Keywords
Ramadan fasting - type 1 diabetes - hypoglycemia - whey protein - continuous glucose
monitoring
Introduction
Fasting during Ramadan is observed by millions of Muslims worldwide, including those
with chronic conditions such as diabetes. Patients with type 1 diabetes mellitus (T1D)
face unique challenges during fasting hours, notably the risk of hypoglycemia, hyperglycemia,
and diabetic ketoacidosis (DKA).[1]
[2]
[3] Despite these risks, many patients choose to fast,[4]
[5] and thus, safe and individualized strategies to support fasting are needed.

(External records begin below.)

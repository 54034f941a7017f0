//! # ccpeed CoAP
//!
//! CoAP (RFC 7252) message model and binary codec.
//!
//! This crate provides:
//! - `Message` with header, token, options and payload
//! - Request methods and response codes (`Code`)
//! - Typed option numbers and content formats
//! - Block1/Block2 option values for block-wise transfer (RFC 7959)
//!
//! This is a pure codec crate with no I/O operations. The UDP client
//! lives in `ccpeed_sync_engine`.
//!
//! ## Usage
//!
//! ```
//! use ccpeed_coap::{Code, Message};
//!
//! let mut request = Message::request(Code::GET, 0x1234, vec![0xAB]);
//! request.set_uri_path("fs");
//! let bytes = request.encode().unwrap();
//!
//! let decoded = Message::decode(&bytes).unwrap();
//! assert_eq!(decoded.uri_path(), "fs");
//! ```

#![deny(unsafe_code)]
#![warn(missing_docs)]

mod code;
mod error;
mod message;
mod option;

pub use code::{Code, ContentFormat, MessageType};
pub use error::{CoapError, CoapResult};
pub use message::{Message, MAX_TOKEN_LEN, VERSION};
pub use option::{decode_uint, encode_uint, BlockValue, CoapOption, OptionNumber};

Whey protein (WP) has been shown to moderate postprandial glucose excursions by stimulating
insulin secretion, increasing glucagon-like peptide-1 (GLP-1) release, and delaying
gastric emptying.[6]
[7]
[8]
[9] These physiological effects have been observed in both healthy individuals and those
with diabetes. However, most existing studies have been conducted in the context of
type 2 diabetes (T2D) or postprandial glucose control in nonfasting individuals.[6]
[7]
[8]
[9]
[10] Emerging data in individuals with T1D suggest that WP may also reduce the risk of
hypoglycemia in high-vulnerability settings, supporting its potential role in mitigating
hypoglycemia during real-life scenarios, such as postexercise or fasting periods.[11]
[12]
The coingestion of protein with carbohydrate-containing meals improves glycemic profiles
by slowing glucose absorption and promoting insulinotropic and incretin responses.[6]
[7]
[8] This effect may be particularly useful during the predawn meal (Suhoor) in Ramadan, as it helps reduce the risk of early morning hypoglycemia.[13]
[14] This study aims to evaluate whether consuming WP at Suhoor reduces the risk of hypoglycemia among individuals with T1D who fast during Ramadan.
This is the first randomized, crossover trial to evaluate WP supplementation at Suhoor in this population.
Patients and Methods
Study Design and Setting
A randomized, controlled, crossover trial was conducted at the Diabetes Centre of
King Abdulaziz Medical City in Jeddah, Saudi Arabia.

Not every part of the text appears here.